= Peter Bartrum =

Historian of Welsh genealogy (1907–2008)

Peter Clement Bartrum (4 December 1907 – 14 August 2008) was a researcher and genealogist who, from the 1930s onwards, specialised in the genealogy of the Welsh nobility of the Middle Ages.

== Early life ==
Bartrum was born on 4 December 1907 in Hampstead, London, the oldest of three children to Clement Osborn Bartrum (1867–1939) and Kate Isabel Bartrum (née Shattock; 1879–1957). His father Clement, was a prominent member of the British Astronomical Association, and had an interest for precision clocks. Bartrum was educated in Clifton College, Bristol and won a maths scholarship to The Queen's College, Oxford in 1926, worth £300 (£22,613.11 in 2023) a year.

== Career ==
He joined the colonial service in 1930, and began his professional career as a meteorologist, until his retirement in 1955. Although an Englishman by birth, he developed a lifelong interest in the history and genealogy of the royal families and nobility of medieval Wales. He learned to read the Welsh language and went on to publish a compendious series of volumes containing the edited texts of medieval Welsh genealogical tracts and his own detailed reconstructions of family lines. His work is now an essential resource for any serious student of early and medieval Welsh history.

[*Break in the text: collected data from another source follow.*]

//! Persistence Layer
//!
//! SQLite-backed storage for strategy configuration, the trade ledger, the
//! decision audit log, and the advisory-lock table. Async operations via
//! sqlx with migrations run at startup.
//!
//! # Tables
//! - strategies: per-(strategy, user) arbitration and profit-exit settings
//! - trades: the ledger; exactly one row per executed decision
//! - decision_log: best-effort audit trail of every decision
//! - advisory_locks: cooperative try-lock rows keyed by an i64 hash

pub mod advisory_lock;
pub mod models;
pub mod repository;

use sqlx::sqlite::{SqliteConnectOptions, SqlitePool, SqlitePoolOptions};
use std::path::Path;
use std::str::FromStr;
use tracing::info;

/// Database connection pool
pub type DbPool = SqlitePool;

#[derive(Debug, thiserror::Error)]
pub enum DatabaseError {
    #[error("Database connection error: {0}")]
    ConnectionError(#[from] sqlx::Error),

    #[error("Migration error: {0}")]
    MigrationError(String),

    #[error("Query error: {0}")]
    QueryError(String),
}

/// Initialize the connection pool and run migrations.
pub async fn init_database(database_url: &str) -> Result<DbPool, DatabaseError> {
    info!("Initializing database: {}", database_url);

    if let Some(db_path) = database_url.strip_prefix("sqlite://") {
        if let Some(parent) = Path::new(db_path).parent() {
            std::fs::create_dir_all(parent).map_err(|e| {
                DatabaseError::ConnectionError(sqlx::Error::Configuration(Box::new(e)))
            })?;
        }
    }

    let options = SqliteConnectOptions::from_str(database_url)?.create_if_missing(true);

    let pool = SqlitePoolOptions::new()
        .max_connections(5)
        .connect_with(options)
        .await?;

    run_migrations(&pool).await?;

    info!("Database initialized");
    Ok(pool)
}

async fn run_migrations(pool: &DbPool) -> Result<(), DatabaseError> {
    sqlx::query(
        r#"
        CREATE TABLE IF NOT EXISTS strategies (
            id TEXT NOT NULL,
            user_id TEXT NOT NULL,
            enable_unified_decisions INTEGER NOT NULL DEFAULT 1,
            min_hold_period_ms INTEGER,
            cooldown_between_opposite_actions_ms INTEGER,
            confidence_override_threshold REAL,
            take_profit_percentage REAL,
            stop_loss_percentage REAL,
            min_edge_bps_for_exit REAL,
            min_profit_eur_for_exit REAL,
            confidence_threshold_for_exit REAL,
            is_system_operator INTEGER NOT NULL DEFAULT 0,
            created_at DATETIME NOT NULL DEFAULT CURRENT_TIMESTAMP,
            PRIMARY KEY (id, user_id)
        )
        "#,
    )
    .execute(pool)
    .await
    .map_err(|e| {
        DatabaseError::MigrationError(format!("Failed to create strategies table: {}", e))
    })?;

    sqlx::query(
        r#"
        CREATE TABLE IF NOT EXISTS trades (
            id TEXT PRIMARY KEY,
            user_id TEXT NOT NULL,
            strategy_id TEXT,
            symbol TEXT NOT NULL,
            side TEXT NOT NULL CHECK(side IN ('buy', 'sell')),
            amount REAL NOT NULL,
            price REAL NOT NULL,
            total_value REAL NOT NULL,
            original_purchase_amount REAL,
            decision_path TEXT NOT NULL
                CHECK(decision_path IN ('direct', 'arbitrated', 'coordinator_tp')),
            request_id TEXT NOT NULL,
            executed_at DATETIME NOT NULL DEFAULT CURRENT_TIMESTAMP
        )
        "#,
    )
    .execute(pool)
    .await
    .map_err(|e| DatabaseError::MigrationError(format!("Failed to create trades table: {}", e)))?;

    sqlx::query(
        r#"
        CREATE TABLE IF NOT EXISTS decision_log (
            id INTEGER PRIMARY KEY AUTOINCREMENT,
            request_id TEXT NOT NULL,
            user_id TEXT NOT NULL,
            strategy_id TEXT NOT NULL,
            symbol TEXT NOT NULL,
            side TEXT NOT NULL,
            source TEXT NOT NULL,
            action TEXT NOT NULL,
            reason TEXT NOT NULL,
            confidence REAL NOT NULL,
            metadata TEXT,
            created_at DATETIME NOT NULL DEFAULT CURRENT_TIMESTAMP
        )
        "#,
    )
    .execute(pool)
    .await
    .map_err(|e| {
        DatabaseError::MigrationError(format!("Failed to create decision_log table: {}", e))
    })?;

    sqlx::query(
        r#"
        CREATE TABLE IF NOT EXISTS advisory_locks (
            lock_key INTEGER PRIMARY KEY,
            holder TEXT NOT NULL,
            acquired_at DATETIME NOT NULL DEFAULT CURRENT_TIMESTAMP
        )
        "#,
    )
    .execute(pool)
    .await
    .map_err(|e| {
        DatabaseError::MigrationError(format!("Failed to create advisory_locks table: {}", e))
    })?;

    sqlx::query(
        "CREATE INDEX IF NOT EXISTS idx_trades_key_time
         ON trades(user_id, strategy_id, symbol, executed_at)",
    )
    .execute(pool)
    .await
    .map_err(|e| DatabaseError::MigrationError(format!("Failed to create index: {}", e)))?;

    sqlx::query("CREATE INDEX IF NOT EXISTS idx_trades_user ON trades(user_id)")
        .execute(pool)
        .await
        .map_err(|e| DatabaseError::MigrationError(format!("Failed to create index: {}", e)))?;

    sqlx::query(
        "CREATE INDEX IF NOT EXISTS idx_decision_log_request ON decision_log(request_id)",
    )
    .execute(pool)
    .await
    .map_err(|e| DatabaseError::MigrationError(format!("Failed to create index: {}", e)))?;

    Ok(())
}
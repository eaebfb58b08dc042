//! Trade decision - the arbitrated, authoritative outcome for an intent

use serde::{Deserialize, Serialize};

/// Authoritative action taken for an intent
#[derive(Debug, Clone, Copy, PartialEq, Eq, Serialize, Deserialize)]
pub enum DecisionAction {
    #[serde(rename = "BUY")]
    Buy,
    #[serde(rename = "SELL")]
    Sell,
    #[serde(rename = "HOLD")]
    Hold,
    #[serde(rename = "DEFER")]
    Defer,
}

impl DecisionAction {
    pub fn as_str(&self) -> &'static str {
        match self {
            DecisionAction::Buy => "BUY",
            DecisionAction::Sell => "SELL",
            DecisionAction::Hold => "HOLD",
            DecisionAction::Defer => "DEFER",
        }
    }
}

/// Closed enumeration of decision reasons. Callers switch on the wire
/// string, so these names are part of the API contract.
#[derive(Debug, Clone, Copy, PartialEq, Eq, Serialize, Deserialize)]
pub enum DecisionReason {
    #[serde(rename = "unified_decisions_disabled_direct_path")]
    UnifiedDecisionsDisabledDirectPath,
    #[serde(rename = "no_conflicts_detected")]
    NoConflictsDetected,
    #[serde(rename = "hold_min_period_not_met")]
    HoldMinPeriodNotMet,
    #[serde(rename = "blocked_by_cooldown")]
    BlockedByCooldown,
    #[serde(rename = "blocked_by_precedence:POOL_EXIT")]
    BlockedByPoolExitPrecedence,
    #[serde(rename = "queue_overload_defer")]
    QueueOverloadDefer,
    #[serde(rename = "direct_execution_failed")]
    DirectExecutionFailed,
    #[serde(rename = "internal_error")]
    InternalError,
    #[serde(rename = "atomic_section_busy_defer")]
    AtomicSectionBusyDefer,
    #[serde(rename = "insufficient_price_freshness")]
    InsufficientPriceFreshness,
    #[serde(rename = "spread_too_wide")]
    SpreadTooWide,
    #[serde(rename = "blocked_by_insufficient_profit")]
    BlockedByInsufficientProfit,
    #[serde(rename = "tp_hit")]
    TpHit,
    #[serde(rename = "confidence_override_applied")]
    ConfidenceOverrideApplied,
    #[serde(rename = "manual_override_precedence")]
    ManualOverridePrecedence,
}

impl DecisionReason {
    pub fn as_str(&self) -> &'static str {
        match self {
            DecisionReason::UnifiedDecisionsDisabledDirectPath => {
                "unified_decisions_disabled_direct_path"
            }
            DecisionReason::NoConflictsDetected => "no_conflicts_detected",
            DecisionReason::HoldMinPeriodNotMet => "hold_min_period_not_met",
            DecisionReason::BlockedByCooldown => "blocked_by_cooldown",
            DecisionReason::BlockedByPoolExitPrecedence => "blocked_by_precedence:POOL_EXIT",
            DecisionReason::QueueOverloadDefer => "queue_overload_defer",
            DecisionReason::DirectExecutionFailed => "direct_execution_failed",
            DecisionReason::InternalError => "internal_error",
            DecisionReason::AtomicSectionBusyDefer => "atomic_section_busy_defer",
            DecisionReason::InsufficientPriceFreshness => "insufficient_price_freshness",
            DecisionReason::SpreadTooWide => "spread_too_wide",
            DecisionReason::BlockedByInsufficientProfit => "blocked_by_insufficient_profit",
            DecisionReason::TpHit => "tp_hit",
            DecisionReason::ConfidenceOverrideApplied => "confidence_override_applied",
            DecisionReason::ManualOverridePrecedence => "manual_override_precedence",
        }
    }
}

/// Outcome of arbitration for a single intent. Constructed once, cached
/// under the idempotency key for the cache window, replayed verbatim on
/// duplicate submissions.
#[derive(Debug, Clone, PartialEq, Serialize, Deserialize)]
pub struct TradeDecision {
    pub action: DecisionAction,
    pub reason: DecisionReason,
    pub request_id: String,
    /// Suggested back-off, only meaningful for DEFER
    #[serde(default, skip_serializing_if = "Option::is_none")]
    pub retry_in_ms: Option<u64>,
    /// Filled quantity, only present on executed BUY/SELL
    #[serde(default, skip_serializing_if = "Option::is_none")]
    pub qty: Option<f64>,
    /// Diagnostic payload (e.g. which profit-gate sub-conditions failed)
    #[serde(default, skip_serializing_if = "Option::is_none")]
    pub metadata: Option<serde_json::Value>,
}

impl TradeDecision {
    pub fn hold(request_id: impl Into<String>, reason: DecisionReason) -> Self {
        Self {
            action: DecisionAction::Hold,
            reason,
            request_id: request_id.into(),
            retry_in_ms: None,
            qty: None,
            metadata: None,
        }
    }

    pub fn defer(request_id: impl Into<String>, reason: DecisionReason, retry_in_ms: u64) -> Self {
        Self {
            action: DecisionAction::Defer,
            reason,
            request_id: request_id.into(),
            retry_in_ms: Some(retry_in_ms),
            qty: None,
            metadata: None,
        }
    }

    pub fn executed(
        request_id: impl Into<String>,
        action: DecisionAction,
        reason: DecisionReason,
        qty: f64,
    ) -> Self {
        Self {
            action,
            reason,
            request_id: request_id.into(),
            retry_in_ms: None,
            qty: Some(qty),
            metadata: None,
        }
    }

    pub fn with_metadata(mut self, metadata: serde_json::Value) -> Self {
        self.metadata = Some(metadata);
        self
    }
}

#[cfg(test)]
mod tests {
    use super::*;

    #[test]
    fn test_reason_wire_strings() {
        let json = serde_json::to_string(&DecisionReason::BlockedByPoolExitPrecedence).unwrap();
        assert_eq!(json, "\"blocked_by_precedence:POOL_EXIT\"");

        let json = serde_json::to_string(&DecisionReason::QueueOverloadDefer).unwrap();
        assert_eq!(json, "\"queue_overload_defer\"");

        let back: DecisionReason = serde_json::from_str("\"tp_hit\"").unwrap();
        assert_eq!(back, DecisionReason::TpHit);
    }

    #[test]
    fn test_defer_carries_retry_hint() {
        let d = TradeDecision::defer("req_1", DecisionReason::AtomicSectionBusyDefer, 350);
        assert_eq!(d.action, DecisionAction::Defer);
        assert_eq!(d.retry_in_ms, Some(350));
        assert!(d.qty.is_none());
    }

    #[test]
    fn test_executed_carries_qty() {
        let d = TradeDecision::executed(
            "req_2",
            DecisionAction::Buy,
            DecisionReason::NoConflictsDetected,
            0.001,
        );
        assert_eq!(d.qty, Some(0.001));
        assert!(d.retry_in_ms.is_none());
    }

    #[test]
    fn test_hold_serializes_without_optionals() {
        let d = TradeDecision::hold("req_3", DecisionReason::BlockedByCooldown);
        let json = serde_json::to_string(&d).unwrap();
        assert!(!json.contains("retry_in_ms"));
        assert!(!json.contains("qty"));
        assert!(json.contains("blocked_by_cooldown"));
    }
}
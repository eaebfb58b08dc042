pub mod decision;
pub mod intent;
pub mod strategy;
//! Coordinator metrics counters

use std::time::SystemTime;

use serde::Serialize;

/// Running counters for coordinator activity, shared behind a mutex and
/// exposed at GET /metrics.
#[derive(Debug, Clone, Serialize)]
pub struct CoordinatorMetrics {
    pub decisions_total: u64,
    pub cache_hits: u64,
    pub executed_trades: u64,
    pub holds: u64,
    pub defers_queue_overload: u64,
    pub defers_lock_busy: u64,
    pub defers_price_gate: u64,
    pub defers_profit_gate: u64,
    pub conflicts_detected: u64,
    pub tp_triggers: u64,
    pub direct_path_decisions: u64,
    #[serde(skip)]
    pub last_updated: SystemTime,
}

impl Default for CoordinatorMetrics {
    fn default() -> Self {
        Self {
            decisions_total: 0,
            cache_hits: 0,
            executed_trades: 0,
            holds: 0,
            defers_queue_overload: 0,
            defers_lock_busy: 0,
            defers_price_gate: 0,
            defers_profit_gate: 0,
            conflicts_detected: 0,
            tp_triggers: 0,
            direct_path_decisions: 0,
            last_updated: SystemTime::now(),
        }
    }
}

impl CoordinatorMetrics {
    pub fn new() -> Self {
        Self::default()
    }

    pub fn touch(&mut self) {
        self.last_updated = SystemTime::now();
    }
}
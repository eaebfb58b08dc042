pub mod price_oracle;
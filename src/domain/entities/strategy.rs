//! Strategy configuration as seen by the coordinator (read-only)

/// Arbitration settings for one strategy. Defaults are applied once when
/// the persistence layer materializes the record, never at call sites.
#[derive(Debug, Clone)]
pub struct UnifiedConfig {
    pub min_hold_period_ms: i64,
    pub cooldown_between_opposite_actions_ms: i64,
    pub confidence_override_threshold: f64,
}

impl Default for UnifiedConfig {
    fn default() -> Self {
        Self {
            min_hold_period_ms: 300_000,
            cooldown_between_opposite_actions_ms: 120_000,
            confidence_override_threshold: 0.75,
        }
    }
}

/// Profit-aware exit settings, used only in arbitrated SELL evaluation.
#[derive(Debug, Clone)]
pub struct ProfitAwareConfig {
    pub take_profit_percentage: f64,
    pub stop_loss_percentage: f64,
    pub min_edge_bps_for_exit: f64,
    pub min_profit_eur_for_exit: f64,
    pub confidence_threshold_for_exit: f64,
}

impl Default for ProfitAwareConfig {
    fn default() -> Self {
        Self {
            take_profit_percentage: 5.0,
            stop_loss_percentage: 3.0,
            min_edge_bps_for_exit: 20.0,
            min_profit_eur_for_exit: 1.0,
            confidence_threshold_for_exit: 0.6,
        }
    }
}

/// Fully materialized strategy configuration.
#[derive(Debug, Clone)]
pub struct StrategyConfig {
    pub strategy_id: String,
    pub user_id: String,
    /// Mode switch: true = arbitrated, false = direct
    pub enable_unified_decisions: bool,
    pub unified: UnifiedConfig,
    pub profit: ProfitAwareConfig,
    /// Operator-owned strategies write trade rows with strategy_id = NULL;
    /// ownership and strategy attribution are mutually exclusive.
    pub is_system_operator: bool,
}

impl StrategyConfig {
    /// strategy_id to stamp on ledger rows produced under this config.
    pub fn ledger_strategy_id(&self) -> Option<&str> {
        if self.is_system_operator {
            None
        } else {
            Some(&self.strategy_id)
        }
    }
}

#[cfg(test)]
mod tests {
    use super::*;

    #[test]
    fn test_operator_strategies_detach_attribution() {
        let mut cfg = StrategyConfig {
            strategy_id: "s1".to_string(),
            user_id: "u1".to_string(),
            enable_unified_decisions: true,
            unified: UnifiedConfig::default(),
            profit: ProfitAwareConfig::default(),
            is_system_operator: true,
        };
        assert_eq!(cfg.ledger_strategy_id(), None);

        cfg.is_system_operator = false;
        assert_eq!(cfg.ledger_strategy_id(), Some("s1"));
    }
}
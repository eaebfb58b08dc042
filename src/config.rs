//! Coordinator configuration
//!
//! All tunables are loaded from the environment once at startup with named
//! defaults; nothing re-derives defaults at call sites.

use std::env;

/// Execution-time tunables shared by the direct and arbitrated paths.
#[derive(Debug, Clone)]
pub struct CoordinatorConfig {
    /// Reject quotes older than this at execution time
    pub price_stale_max_ms: u64,
    /// Reject quotes with a wider bid/ask spread than this
    pub spread_threshold_bps: f64,
    /// Target notional per BUY
    pub trade_allocation_eur: f64,
    /// Smallest BUY the executor will shrink an order down to
    pub min_viable_order_eur: f64,
    /// Starting balance for the running signed-ledger view
    pub initial_balance_eur: f64,
    /// Paper trading: skip the balance check entirely
    pub paper_trading: bool,
}

impl Default for CoordinatorConfig {
    fn default() -> Self {
        Self {
            price_stale_max_ms: 15_000,
            spread_threshold_bps: 15.0,
            trade_allocation_eur: 50.0,
            min_viable_order_eur: 10.0,
            initial_balance_eur: 1_000.0,
            paper_trading: false,
        }
    }
}

impl CoordinatorConfig {
    pub fn from_env() -> Self {
        let defaults = Self::default();
        Self {
            price_stale_max_ms: env_parse("PRICE_STALE_MAX_MS", defaults.price_stale_max_ms),
            spread_threshold_bps: env_parse("SPREAD_THRESHOLD_BPS", defaults.spread_threshold_bps),
            trade_allocation_eur: env_parse("TRADE_ALLOCATION_EUR", defaults.trade_allocation_eur),
            min_viable_order_eur: env_parse(
                "MIN_VIABLE_ORDER_EUR",
                defaults.min_viable_order_eur,
            ),
            initial_balance_eur: env_parse("INITIAL_BALANCE_EUR", defaults.initial_balance_eur),
            paper_trading: env_parse("PAPER_TRADING", defaults.paper_trading),
        }
    }
}

/// Process-level settings (bind address, database, oracle endpoint).
#[derive(Debug, Clone)]
pub struct ServerConfig {
    pub bind_addr: String,
    pub database_url: String,
    pub price_api_url: String,
}

impl Default for ServerConfig {
    fn default() -> Self {
        Self {
            bind_addr: "127.0.0.1:3000".to_string(),
            database_url: "sqlite://data/arbiter.db".to_string(),
            price_api_url: "https://api.kraken.com/0/public/Ticker".to_string(),
        }
    }
}

impl ServerConfig {
    pub fn from_env() -> Self {
        let defaults = Self::default();
        Self {
            bind_addr: env::var("BIND_ADDR").unwrap_or(defaults.bind_addr),
            database_url: env::var("DATABASE_URL").unwrap_or(defaults.database_url),
            price_api_url: env::var("PRICE_API_URL").unwrap_or(defaults.price_api_url),
        }
    }
}

fn env_parse<T: std::str::FromStr>(key: &str, default: T) -> T {
    env::var(key)
        .ok()
        .and_then(|v| v.parse().ok())
        .unwrap_or(default)
}
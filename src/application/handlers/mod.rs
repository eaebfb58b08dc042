pub mod decision_handler;
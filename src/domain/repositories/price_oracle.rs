//! Price oracle port
//!
//! The coordinator consumes market data through this trait; the reqwest
//! implementation lives in `infrastructure`. Tests substitute a mock.

use async_trait::async_trait;

use crate::domain::errors::OracleError;
use crate::domain::value_objects::quote::MarketQuote;

pub type OracleResult<T> = Result<T, OracleError>;

#[async_trait]
pub trait PriceOracle: Send + Sync {
    fn name(&self) -> &str;

    /// Fetch the current quote for a symbol. The returned `tick_age_ms`
    /// is the adapter's freshness proxy (call latency or feed age).
    async fn get_quote(&self, symbol: &str) -> OracleResult<MarketQuote>;
}
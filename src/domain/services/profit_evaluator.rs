//! Position & profit evaluator
//!
//! FIFO cost-basis reconstruction plus the two SELL-side evaluations:
//! the take-profit auto-trigger (pre-lock, arbitrated mode only) and the
//! profit gate for explicit SELL intents (inside the locked section).
//! Positions are derived per evaluation and never cached.

use serde_json::json;

use crate::domain::entities::strategy::ProfitAwareConfig;
use crate::persistence::models::TradeRecord;

const QTY_EPSILON: f64 = 1e-9;

/// One unconsumed buy lot.
#[derive(Debug, Clone, Copy)]
struct Lot {
    qty: f64,
    price: f64,
}

/// Remaining FIFO position for one (user, strategy, symbol) key.
#[derive(Debug, Clone)]
pub struct FifoPosition {
    lots: Vec<Lot>,
}

impl FifoPosition {
    /// Rebuild the open position from the full trade history, oldest
    /// first. SELL rows consume the oldest lots via their recorded
    /// original purchase amount.
    pub fn reconstruct(trades_oldest_first: &[TradeRecord]) -> Self {
        let mut lots: Vec<Lot> = Vec::new();

        for trade in trades_oldest_first {
            if trade.is_buy() {
                lots.push(Lot {
                    qty: trade.amount,
                    price: trade.price,
                });
            } else {
                let mut to_consume = trade.original_purchase_amount.unwrap_or(trade.amount);
                while to_consume > QTY_EPSILON {
                    let Some(front) = lots.first_mut() else {
                        break;
                    };
                    if front.qty > to_consume + QTY_EPSILON {
                        front.qty -= to_consume;
                        to_consume = 0.0;
                    } else {
                        to_consume -= front.qty;
                        lots.remove(0);
                    }
                }
            }
        }

        Self { lots }
    }

    pub fn remaining_qty(&self) -> f64 {
        self.lots.iter().map(|l| l.qty).sum()
    }

    /// Weighted-average cost of the whole remaining position.
    pub fn avg_cost(&self) -> Option<f64> {
        let qty = self.remaining_qty();
        if qty <= QTY_EPSILON {
            return None;
        }
        let notional: f64 = self.lots.iter().map(|l| l.qty * l.price).sum();
        Some(notional / qty)
    }

    /// Weighted-average cost of exactly `qty`, consumed from the oldest
    /// lots. Returns the matched quantity alongside the cost (the match
    /// may be partial if the position is smaller than `qty`).
    pub fn cost_basis_for(&self, qty: f64) -> Option<(f64, f64)> {
        if qty <= QTY_EPSILON {
            return None;
        }
        let mut remaining = qty;
        let mut matched = 0.0;
        let mut notional = 0.0;
        for lot in &self.lots {
            if remaining <= QTY_EPSILON {
                break;
            }
            let take = lot.qty.min(remaining);
            matched += take;
            notional += take * lot.price;
            remaining -= take;
        }
        if matched <= QTY_EPSILON {
            return None;
        }
        Some((notional / matched, matched))
    }
}

/// Take-profit auto-trigger: if unrealized gain on the remaining position
/// reaches the threshold, exit the entire remaining size. The caller tags
/// the synthetic intent `coordinator_tp` and still runs it through the
/// hold-period and cooldown gates.
pub fn take_profit_trigger(
    position: &FifoPosition,
    current_price: f64,
    config: &ProfitAwareConfig,
) -> Option<f64> {
    let avg_cost = position.avg_cost()?;
    let gain_pct = (current_price - avg_cost) / avg_cost * 100.0;
    if gain_pct >= config.take_profit_percentage {
        Some(position.remaining_qty())
    } else {
        None
    }
}

/// Result of the explicit-SELL profit gate.
#[derive(Debug, Clone)]
pub struct ProfitGateResult {
    pub allowed: bool,
    pub pnl_eur: f64,
    pub pnl_pct: f64,
    pub edge_bps: f64,
    /// Sub-conditions that failed, for operator diagnosis
    pub failed: Vec<String>,
}

impl ProfitGateResult {
    pub fn to_metadata(&self) -> serde_json::Value {
        json!({
            "pnl_eur": self.pnl_eur,
            "pnl_pct": self.pnl_pct,
            "edge_bps": self.edge_bps,
            "failed_conditions": self.failed,
        })
    }
}

/// Gate an explicit SELL of `qty` at `price`. Allowed when take-profit or
/// stop-loss is hit, or when edge, EUR profit and confidence all clear
/// their minimums.
pub fn evaluate_sell_gate(
    position: &FifoPosition,
    qty: f64,
    price: f64,
    confidence: f64,
    config: &ProfitAwareConfig,
) -> ProfitGateResult {
    let Some((cost, matched_qty)) = position.cost_basis_for(qty) else {
        return ProfitGateResult {
            allowed: false,
            pnl_eur: 0.0,
            pnl_pct: 0.0,
            edge_bps: 0.0,
            failed: vec!["no_open_position".to_string()],
        };
    };

    let pnl_eur = (price - cost) * matched_qty;
    let pnl_pct = (price - cost) / cost * 100.0;
    let edge_bps = pnl_pct.abs() * 100.0;

    if pnl_pct >= config.take_profit_percentage {
        return ProfitGateResult {
            allowed: true,
            pnl_eur,
            pnl_pct,
            edge_bps,
            failed: Vec::new(),
        };
    }
    if pnl_pct <= -config.stop_loss_percentage {
        return ProfitGateResult {
            allowed: true,
            pnl_eur,
            pnl_pct,
            edge_bps,
            failed: Vec::new(),
        };
    }

    let mut failed = Vec::new();
    if edge_bps < config.min_edge_bps_for_exit {
        failed.push(format!(
            "edge_bps {:.2} < min {:.2}",
            edge_bps, config.min_edge_bps_for_exit
        ));
    }
    if pnl_eur < config.min_profit_eur_for_exit {
        failed.push(format!(
            "pnl_eur {:.2} < min {:.2}",
            pnl_eur, config.min_profit_eur_for_exit
        ));
    }
    if confidence < config.confidence_threshold_for_exit {
        failed.push(format!(
            "confidence {:.2} < min {:.2}",
            confidence, config.confidence_threshold_for_exit
        ));
    }

    ProfitGateResult {
        allowed: failed.is_empty(),
        pnl_eur,
        pnl_pct,
        edge_bps,
        failed,
    }
}
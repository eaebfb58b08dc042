//! HTTP handlers for the decision RPC and operational endpoints

use std::sync::Arc;

use axum::{extract::State, http::StatusCode, Json};
use serde::{Deserialize, Serialize};
use tracing::error;

use crate::domain::entities::decision::TradeDecision;
use crate::domain::entities::intent::TradeIntent;
use crate::domain::errors::CoordinatorError;
use crate::domain::services::coordinator::DecisionCoordinator;
use crate::persistence::DbPool;

/// Shared application state.
#[derive(Clone)]
pub struct AppState {
    pub coordinator: Arc<DecisionCoordinator>,
    pub pool: DbPool,
}

#[derive(Debug, Deserialize)]
pub struct DecisionRequest {
    pub intent: TradeIntent,
}

/// Every handled decision (including HOLD/DEFER) uses this envelope.
#[derive(Debug, Serialize)]
pub struct DecisionResponse {
    pub ok: bool,
    pub decision: TradeDecision,
}

#[derive(Debug, Serialize)]
pub struct ErrorResponse {
    pub error: String,
}

/// POST /decision
pub async fn post_decision(
    State(state): State<AppState>,
    Json(request): Json<DecisionRequest>,
) -> Result<Json<DecisionResponse>, (StatusCode, Json<ErrorResponse>)> {
    match state.coordinator.decide(request.intent).await {
        Ok(decision) => Ok(Json(DecisionResponse { ok: true, decision })),
        Err(e) => {
            let status = match &e {
                CoordinatorError::InvalidIntent(_) => StatusCode::BAD_REQUEST,
                CoordinatorError::StrategyNotFound { .. } => StatusCode::NOT_FOUND,
                CoordinatorError::Database(_) | CoordinatorError::Internal(_) => {
                    error!("decision failed: {}", e);
                    StatusCode::INTERNAL_SERVER_ERROR
                }
            };
            Err((
                status,
                Json(ErrorResponse {
                    error: e.to_string(),
                }),
            ))
        }
    }
}

/// GET /health
pub async fn health_check(
    State(state): State<AppState>,
) -> (StatusCode, Json<serde_json::Value>) {
    let db_ok = sqlx::query("SELECT 1")
        .fetch_one(&state.pool)
        .await
        .is_ok();

    let status = if db_ok {
        StatusCode::OK
    } else {
        StatusCode::SERVICE_UNAVAILABLE
    };

    (
        status,
        Json(serde_json::json!({
            "status": if db_ok { "running" } else { "degraded" },
            "database": db_ok,
        })),
    )
}

/// GET /metrics
pub async fn get_metrics(State(state): State<AppState>) -> Json<serde_json::Value> {
    let snapshot = state.coordinator.metrics_snapshot().await;
    Json(serde_json::to_value(&snapshot).unwrap_or_default())
}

Much of his work has been made available online.

== Personal life ==
On 19 September 1934, Bartrum married Barbara Ellen Spurling (1910–2003) and had a son, Jonathan Spurling Bartrum (b. 1936). Bartrum died on 14 August 2008, aged 100, in Hemel Hempstead.

== Bibliography ==
- Early Welsh Genealogical Tracts (1966).
- Welsh Genealogies AD 300–1400 (1974).
- Welsh Genealogies AD 1400–1500 (1983).
- A Welsh Classical Dictionary, People in History and Legend up to about A.D. 1000 (1993).